---------- Exercise inputs
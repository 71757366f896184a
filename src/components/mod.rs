//! Reusable UI component modules.
//!
//! SYSTEM CONTEXT
//! ==============
//! Components render inventory chrome and interaction surfaces while
//! reading/writing shared state from Leptos context providers.

pub mod add_building_user;
pub mod building_card;
pub mod cart_panel;
pub mod item_card;
pub mod new_building;
pub mod rectangle_select;
pub mod room_overlay;
pub mod toast_host;
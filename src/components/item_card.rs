//! Card showing one item's stock within a room.

use leptos::prelude::*;

use crate::net::types::{Item, RoomItem};
use crate::util::dates;

/// Item summary card for the room view: name, serial, par, UOM, expiry.
#[component]
pub fn ItemCard(item: Item, room_item: RoomItem) -> impl IntoView {
    let expiry = dates::display_expiry(room_item.expiry_date.as_deref());
    view! {
        <div class="item-card">
            <h3 class="item-card__name">{item.item_name}</h3>
            <dl class="item-card__details">
                <dt>"Serial No."</dt>
                <dd>{item.serial_num}</dd>
                <dt>"Par level"</dt>
                <dd>{item.par_level}</dd>
                <dt>"Quantity"</dt>
                <dd>{format!("{} {}", room_item.quantity, room_item.uom)}</dd>
                <dt>"Expiry date"</dt>
                <dd>{expiry}</dd>
            </dl>
        </div>
    }
}
//! Routed pages: login, the protected layout, and its nested views.

pub mod add_new_item;
pub mod all_items;
pub mod buildings;
pub mod cycle_count;
pub mod dashboard;
pub mod delete_item;
pub mod login;
pub mod manage_items;
pub mod menu_frame;
pub mod room;

#[cfg(feature = "hydrate")]
use leptos::prelude::*;

#[cfg(feature = "hydrate")]
use crate::state::auth::AuthState;
#[cfg(feature = "hydrate")]
use crate::state::buildings::BuildingsState;
#[cfg(feature = "hydrate")]
use crate::state::catalog::CatalogState;
#[cfg(feature = "hydrate")]
use crate::state::toasts::ToastsState;

/// Catalog fields prefilled from a `findserial` lookup.
#[cfg(feature = "hydrate")]
pub(crate) struct SerialPrefill {
    pub item_name: String,
    pub quantity: i64,
    pub uom: String,
    /// Expiry as `YYYY-MM-DD`, ready for a date input.
    pub expiry_iso: Option<String>,
}

/// Look up a serial in a room and hand the first stock record to `apply`.
///
/// Lookup misses are expected while the user is still typing, so failures
/// are only logged.
#[cfg(feature = "hydrate")]
pub(crate) fn lookup_serial(
    auth: RwSignal<AuthState>,
    serial: String,
    room_id: i64,
    apply: impl FnOnce(SerialPrefill) + 'static,
) {
    let Some(token) = auth.get_untracked().token else {
        return;
    };
    leptos::task::spawn_local(async move {
        match crate::net::api::find_serial(&token, &serial, room_id).await {
            Ok(item) => {
                let Some(stock) = item.room_items.first() else {
                    return;
                };
                apply(SerialPrefill {
                    item_name: item.item_name,
                    quantity: stock.quantity,
                    uom: stock.uom.clone(),
                    expiry_iso: stock
                        .expiry_date
                        .as_deref()
                        .and_then(crate::util::dates::parse_expiry)
                        .map(|d| d.format("%Y-%m-%d").to_string()),
                });
            }
            Err(e) => log::error!("serial lookup failed: {e}"),
        }
    });
}

/// Refresh the building list for the signed-in user.
#[cfg(feature = "hydrate")]
pub(crate) fn load_buildings(
    auth: RwSignal<AuthState>,
    buildings: RwSignal<BuildingsState>,
    toasts: RwSignal<ToastsState>,
) {
    let session = auth.get_untracked();
    let (Some(token), Some(user_id)) = (session.token, session.user_id()) else {
        return;
    };
    buildings.update(|b| b.loading = true);
    leptos::task::spawn_local(async move {
        match crate::net::api::fetch_buildings(&token, user_id).await {
            Ok(items) => buildings.update(|b| b.set_items(items)),
            Err(e) => {
                log::error!("building fetch failed: {e}");
                buildings.update(|b| {
                    b.loading = false;
                    b.error = Some(e.clone());
                });
                toasts.update(|t| {
                    t.error("Error getting buildings", &e);
                });
            }
        }
    });
}

/// Refresh the room and item catalogs backing the stock views and forms.
#[cfg(feature = "hydrate")]
pub(crate) fn load_catalog(
    auth: RwSignal<AuthState>,
    catalog: RwSignal<CatalogState>,
    toasts: RwSignal<ToastsState>,
) {
    let session = auth.get_untracked();
    let (Some(token), Some(user_id)) = (session.token, session.user_id()) else {
        return;
    };
    catalog.update(|c| {
        c.rooms_loading = true;
        c.items_loading = true;
    });
    let rooms_token = token.clone();
    leptos::task::spawn_local(async move {
        match crate::net::api::fetch_rooms(&rooms_token, user_id).await {
            Ok(rooms) => catalog.update(|c| c.set_rooms(rooms)),
            Err(e) => {
                log::error!("room fetch failed: {e}");
                catalog.update(|c| {
                    c.rooms_loading = false;
                    c.rooms_error = Some(e.clone());
                });
                toasts.update(|t| {
                    t.error("Error getting rooms", &e);
                });
            }
        }
    });
    leptos::task::spawn_local(async move {
        match crate::net::api::fetch_all_items(&token, user_id).await {
            Ok(items) => catalog.update(|c| c.set_items(items)),
            Err(e) => {
                log::error!("item fetch failed: {e}");
                catalog.update(|c| {
                    c.items_loading = false;
                    c.items_error = Some(e.clone());
                });
                toasts.update(|t| {
                    t.error("Error getting items", &e);
                });
            }
        }
    });
}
--------------------
What this task involves:
Restate each of the entries above verbatim.

Result:
repository 71757366f896184a
filename src/components/mod.rs
//! Reusable UI component modules.
//!
//! SYSTEM CONTEXT
//! ==============
//! Components render inventory chrome and interaction surfaces while
//! reading/writing shared state from Leptos context providers.

pub mod add_building_user;
pub mod building_card;
pub mod cart_panel;
pub mod item_card;
pub mod new_building;
pub mod rectangle_select;
pub mod room_overlay;
pub mod toast_host;
filename src/components/item_card.rs
//! Card showing one item's stock within a room.

use leptos::prelude::*;

use crate::net::types::{Item, RoomItem};
use crate::util::dates;

/// Item summary card for the room view: name, serial, par, UOM, expiry.
#[component]
pub fn ItemCard(item: Item, room_item: RoomItem) -> impl IntoView {
    let expiry = dates::display_expiry(room_item.expiry_date.as_deref());
    view! {
        <div class="item-card">
            <h3 class="item-card__name">{item.item_name}</h3>
            <dl class="item-card__details">
                <dt>"Serial No."</dt>
                <dd>{item.serial_num}</dd>
                <dt>"Par level"</dt>
                <dd>{item.par_level}</dd>
                <dt>"Quantity"</dt>
                <dd>{format!("{} {}", room_item.quantity, room_item.uom)}</dd>
                <dt>"Expiry date"</dt>
                <dd>{expiry}</dd>
            </dl>
        </div>
    }
}
//! Routed pages: login, the protected layout, and its nested views.

pub mod add_new_item;
pub mod all_items;
pub mod buildings;
pub mod cycle_count;
pub mod dashboard;
pub mod delete_item;
pub mod login;
pub mod manage_items;
pub mod menu_frame;
pub mod room;

#[cfg(feature = "hydrate")]
use leptos::prelude::*;

#[cfg(feature = "hydrate")]
use crate::state::auth::AuthState;
#[cfg(feature = "hydrate")]
use crate::state::buildings::BuildingsState;
#[cfg(feature = "hydrate")]
use crate::state::catalog::CatalogState;
#[cfg(feature = "hydrate")]
use crate::state::toasts::ToastsState;

/// Catalog fields prefilled from a `findserial` lookup.
#[cfg(feature = "hydrate")]
pub(crate) struct SerialPrefill {
    pub item_name: String,
    pub quantity: i64,
    pub uom: String,
    /// Expiry as `YYYY-MM-DD`, ready for a date input.
    pub expiry_iso: Option<String>,
}

/// Look up a serial in a room and hand the first stock record to `apply`.
///
/// Lookup misses are expected while the user is still typing, so failures
/// are only logged.
#[cfg(feature = "hydrate")]
pub(crate) fn lookup_serial(
    auth: RwSignal<AuthState>,
    serial: String,
    room_id: i64,
    apply: impl FnOnce(SerialPrefill) + 'static,
) {
    let Some(token) = auth.get_untracked().token else {
        return;
    };
    leptos::task::spawn_local(async move {
        match crate::net::api::find_serial(&token, &serial, room_id).await {
            Ok(item) => {
                let Some(stock) = item.room_items.first() else {
                    return;
                };
                apply(SerialPrefill {
                    item_name: item.item_name,
                    quantity: stock.quantity,
                    uom: stock.uom.clone(),
                    expiry_iso: stock
                        .expiry_date
                        .as_deref()
                        .and_then(crate::util::dates::parse_expiry)
                        .map(|d| d.format("%Y-%m-%d").to_string()),
                });
            }
            Err(e) => log::error!("serial lookup failed: {e}"),
        }
    });
}

/// Refresh the building list for the signed-in user.
#[cfg(feature = "hydrate")]
pub(crate) fn load_buildings(
    auth: RwSignal<AuthState>,
    buildings: RwSignal<BuildingsState>,
    toasts: RwSignal<ToastsState>,
) {
    let session = auth.get_untracked();
    let (Some(token), Some(user_id)) = (session.token, session.user_id()) else {
        return;
    };
    buildings.update(|b| b.loading = true);
    leptos::task::spawn_local(async move {
        match crate::net::api::fetch_buildings(&token, user_id).await {
            Ok(items) => buildings.update(|b| b.set_items(items)),
            Err(e) => {
                log::error!("building fetch failed: {e}");
                buildings.update(|b| {
                    b.loading = false;
                    b.error = Some(e.clone());
                });
                toasts.update(|t| {
                    t.error("Error getting buildings", &e);
                });
            }
        }
    });
}

/// Refresh the room and item catalogs backing the stock views and forms.
#[cfg(feature = "hydrate")]
pub(crate) fn load_catalog(
    auth: RwSignal<AuthState>,
    catalog: RwSignal<CatalogState>,
    toasts: RwSignal<ToastsState>,
) {
    let session = auth.get_untracked();
    let (Some(token), Some(user_id)) = (session.token, session.user_id()) else {
        return;
    };
    catalog.update(|c| {
        c.rooms_loading = true;
        c.items_loading = true;
    });
    let rooms_token = token.clone();
    leptos::task::spawn_local(async move {
        match crate::net::api::fetch_rooms(&rooms_token, user_id).await {
            Ok(rooms) => catalog.update(|c| c.set_rooms(rooms)),
            Err(e) => {
                log::error!("room fetch failed: {e}");
                catalog.update(|c| {
                    c.rooms_loading = false;
                    c.rooms_error = Some(e.clone());
                });
                toasts.update(|t| {
                    t.error("Error getting rooms", &e);
                });
            }
        }
    });
    leptos::task::spawn_local(async move {
        match crate::net::api::fetch_all_items(&token, user_id).await {
            Ok(items) => catalog.update(|c| c.set_items(items)),
            Err(e) => {
                log::error!("item fetch failed: {e}");
                catalog.update(|c| {
                    c.items_loading = false;
                    c.items_error = Some(e.clone());
                });
                toasts.update(|t| {
                    t.error("Error getting items", &e);
                });
            }
        }
    });
}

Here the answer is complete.